If you like this project please follow me on Instagram and YouTube.

In this project I’m going to build a magnetic lock for my home office, that opens if you know the secret knock. Oh… and it’s going to have a few more tricks up it’s sleeve too.

Magnetic locks are common in office buildings, and kits can be purchased easily online. However, I wanted to build a custom setup, sense this will be installed on an interior door in my house.

Initially there will be three ways to open the door: an IR sensor on the inside, a web app, and a piezo transducer that can detect vibration in the door.

Parts (Affiliate Links)

Microcontroller Code & Wiring Diagram:https://github.com/calebbrewer/secret-knock-magne...

Web App Code: https://codepen.io/calebbrewer/pen/dJKBmw

3D Models

49mm Electromagnet Mounting Bracket: https://codepen.io/calebbrewer/pen/dJKBmw Sensor Cap/Cover: https://codepen.io/calebbrewer/pen/dJKBmw

Project Box: https://codepen.io/calebbrewer/pen/dJKBmw

Step 1: The Circuit

Basically, the ESP8266 dev board takes in 9 volts from a power supply to its onboard regulator. The positive from the power supply goes to the magnet, and the ground goes to the source on the mosfet. The drain from the fet goes to the magnet, and the gate on the FET is opened by pin 5 on the micro controller. This lets the 9v flow to the magnet when the pin is on. The opamp takes in the analog signal from the transducer, amplifies it, and sends it to the analog pin. The IR sensor sends a digital signal (In other words on or off) to pin 14. The opamp, and the IR sensor both get 3.3v power from the micro controller. Oh and everything gets grounded. I found that using 9v instead of the magnets rated 12v lets in run cooler, while still being plenty strong, especially seance I’m using that thick steel plate. Also the regulator on the micro controller can’t handle much more than 9v. You will also need to add a resistors, and the diodes where they are shown in the diagram.
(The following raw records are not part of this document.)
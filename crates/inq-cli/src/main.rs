use anyhow::Result;
use clap::{Parser, Subcommand};
use inq_config::ConfigMode;
use std::path::PathBuf;

mod commands;

use commands::{fiscal, report, CommandContext};

#[derive(Parser)]
#[command(name = "inq")]
#[command(about = "Inquiry case-stock reconciliation CLI", long_about = None)]
struct Cli {
    /// Layered config paths in merge order (base -> site -> local)
    #[arg(long = "config", global = true)]
    config_paths: Vec<String>,

    #[command(subcommand)]
    cmd: Commands,
}

#[derive(Subcommand)]
enum Commands {
    /// Database commands
    Db {
        #[command(subcommand)]
        cmd: DbCmd,
    },

    /// Compute layered config hash + print canonical JSON
    ConfigHash {
        /// Paths in merge order
        #[arg(required = true)]
        paths: Vec<String>,
    },

    /// Backlog reports (opening, entries, exits, closing)
    Report {
        #[command(subcommand)]
        cmd: ReportCmd,
    },

    /// Opening-stock resolution
    Stock {
        #[command(subcommand)]
        cmd: StockCmd,
    },

    /// Fiscal-year opening stock administration (database only)
    Fiscal {
        #[command(subcommand)]
        cmd: FiscalCmd,
    },

    /// Entry drill-down
    Entries {
        #[command(subcommand)]
        cmd: EntriesCmd,
    },
}

#[derive(Subcommand)]
enum DbCmd {
    Status,

    /// Apply SQL migrations.
    Migrate,
}

#[derive(Subcommand)]
enum ReportCmd {
    /// Reconcile one calendar month for both categories.
    Month {
        /// Defaults to the current year in the configured timezone
        #[arg(long)]
        year: Option<i32>,

        /// 1..=12. Defaults to the current month in the configured timezone
        #[arg(long)]
        month: Option<u32>,

        /// Read cases.csv / registrations.csv / fiscal_years.csv from DIR instead of the database
        #[arg(long = "csv-dir")]
        csv_dir: Option<PathBuf>,

        #[arg(long, default_value_t = false)]
        json: bool,
    },

    /// Month-by-month table for one year plus the year total.
    Year {
        #[arg(long)]
        year: i32,

        /// Last month included. Defaults to 12, or the current month for the current year
        #[arg(long = "through-month")]
        through_month: Option<u32>,

        #[arg(long = "csv-dir")]
        csv_dir: Option<PathBuf>,

        #[arg(long, default_value_t = false)]
        json: bool,
    },
}

#[derive(Subcommand)]
enum StockCmd {
    /// Print the opening stock a report for YEAR starts from.
    Resolve {
        #[arg(long)]
        year: i32,

        /// ordinary | deprecated
        #[arg(long)]
        category: String,

        #[arg(long = "csv-dir")]
        csv_dir: Option<PathBuf>,
    },
}

#[derive(Subcommand)]
enum FiscalCmd {
    /// Print the configured opening stock of one year.
    Show {
        #[arg(long)]
        year: i32,
    },

    /// Insert or replace one year's configured opening stock.
    Set {
        #[arg(long)]
        year: i32,

        #[arg(long)]
        ordinary: i64,

        #[arg(long)]
        deprecated: i64,
    },

    /// Print every configured year.
    List,

    /// Write YEAR's closing stock as YEAR+1's opening stock.
    /// Guardrail: refuses to replace a nonzero configured value unless --yes
    /// or /rollover/allow_overwrite is set.
    Rollover {
        #[arg(long)]
        year: i32,

        /// Acknowledge replacing an already configured opening stock.
        #[arg(long, default_value_t = false)]
        yes: bool,
    },
}

#[derive(Subcommand)]
enum EntriesCmd {
    /// List the distinct identifiers counted as entries in [FROM, TO].
    List {
        /// YYYY-MM-DD, inclusive
        #[arg(long)]
        from: String,

        /// YYYY-MM-DD, inclusive
        #[arg(long)]
        to: String,

        /// ordinary | deprecated
        #[arg(long)]
        category: String,

        #[arg(long = "csv-dir")]
        csv_dir: Option<PathBuf>,
    },
}

#[tokio::main]
async fn main() -> Result<()> {
    // dev-time convenience; absent file is fine
    let _ = dotenvy::from_filename(".env.local");

    init_tracing();

    let cli = Cli::parse();

    match cli.cmd {
        Commands::Db { cmd } => {
            let ctx = CommandContext::load(&cli.config_paths, ConfigMode::Report)?;
            let pool = ctx.connect_db().await?;
            match cmd {
                DbCmd::Status => {
                    let s = inq_db::status(&pool).await?;
                    println!(
                        "db_ok={} has_cases_table={} has_fiscal_years_table={} case_folding_ok={}",
                        s.ok, s.has_cases_table, s.has_fiscal_years_table, s.case_folding_ok
                    );
                }
                DbCmd::Migrate => {
                    inq_db::migrate(&pool).await?;
                    println!("migrations_applied=true");
                }
            }
        }

        Commands::ConfigHash { paths } => {
            let path_refs: Vec<&str> = paths.iter().map(|s| s.as_str()).collect();
            let loaded = inq_config::load_layered_yaml(&path_refs)?;
            println!("config_hash={}", loaded.config_hash);
            println!("{}", loaded.canonical_json);
        }

        Commands::Report { cmd } => {
            let ctx = CommandContext::load(&cli.config_paths, ConfigMode::Report)?;
            match cmd {
                ReportCmd::Month {
                    year,
                    month,
                    csv_dir,
                    json,
                } => {
                    report::report_month(&ctx, year, month, csv_dir.as_deref(), json).await?;
                }
                ReportCmd::Year {
                    year,
                    through_month,
                    csv_dir,
                    json,
                } => {
                    report::report_year(&ctx, year, through_month, csv_dir.as_deref(), json)
                        .await?;
                }
            }
        }

        Commands::Stock { cmd } => {
            let ctx = CommandContext::load(&cli.config_paths, ConfigMode::Report)?;
            match cmd {
                StockCmd::Resolve {
                    year,
                    category,
                    csv_dir,
                } => {
                    report::stock_resolve(&ctx, year, &category, csv_dir.as_deref()).await?;
                }
            }
        }

        Commands::Fiscal { cmd } => {
            let ctx = CommandContext::load(&cli.config_paths, ConfigMode::Admin)?;
            match cmd {
                FiscalCmd::Show { year } => fiscal::fiscal_show(&ctx, year).await?,
                FiscalCmd::Set {
                    year,
                    ordinary,
                    deprecated,
                } => fiscal::fiscal_set(&ctx, year, ordinary, deprecated).await?,
                FiscalCmd::List => fiscal::fiscal_list(&ctx).await?,
                FiscalCmd::Rollover { year, yes } => {
                    fiscal::fiscal_rollover(&ctx, year, yes).await?
                }
            }
        }

        Commands::Entries { cmd } => {
            let ctx = CommandContext::load(&cli.config_paths, ConfigMode::Report)?;
            match cmd {
                EntriesCmd::List {
                    from,
                    to,
                    category,
                    csv_dir,
                } => {
                    report::entries_list(&ctx, &from, &to, &category, csv_dir.as_deref()).await?;
                }
            }
        }
    }

    Ok(())
}

/// Logs go to stderr; stdout carries only key=value / JSON output.
fn init_tracing() {
    tracing_subscriber::fmt()
        .with_env_filter(
            tracing_subscriber::EnvFilter::try_from_default_env().unwrap_or_else(|_| "info".into()),
        )
        .with_writer(std::io::stderr)
        .init();
}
I want to note here that depending on were you are placing the piezo vibration sensor, and how long the wires are to it, you may not need the op-amp. You can just run the outer ring of the sensor to ground and the other wire to the analog input, with a 1M resistor between the wires. The op amp is just amplifying the single.

Step 2: Microcontroller Code

Normally Arduino would be used for a project like this, but I’m going against the grain here and using a firmware called Espruino, which lets you run javascript on microcontrollers. If you’re curious, I did a whole video on flashing the Node MCU ESP8266 dev board with Espruino. You should check it out.

See the code on GitHub

At the top I setup some constants, like: what pins are, used and an array of timings in milliseconds for the secret knock. This is the time between each knock. I also setup functions for unlocking and locking the door, as well as checking for the correct knock. When the board starts up it connects to wifi and creates a web server that can receive commands to control the door. A watch is set on the pin connected to the IR sensor, so the unlock function will be fired when the sensor is tripped. As far as the vibration sensor goes… an interval is started that reads the analog pin that the vibration sensor is connected to every millisecond, and if the signal is above a set threshold the timing is captured. If there are enough vibrations captured, it will run the function that checks if the captured timings match the secret timings close enough. If they do, It will open the door.

Step 3: Web App Controls

Web app code

The web app is just a web page with some javascript that sends commands to the web server we created on the microcontroller. I made it a static website on AWS S3, and saved it to the home screen of my phone. Now I can unlock the door, lock the door, or leave it unlocked. It would also be possible to secure the app, and setup my network so I can operate the door form anywhere with an internet connection.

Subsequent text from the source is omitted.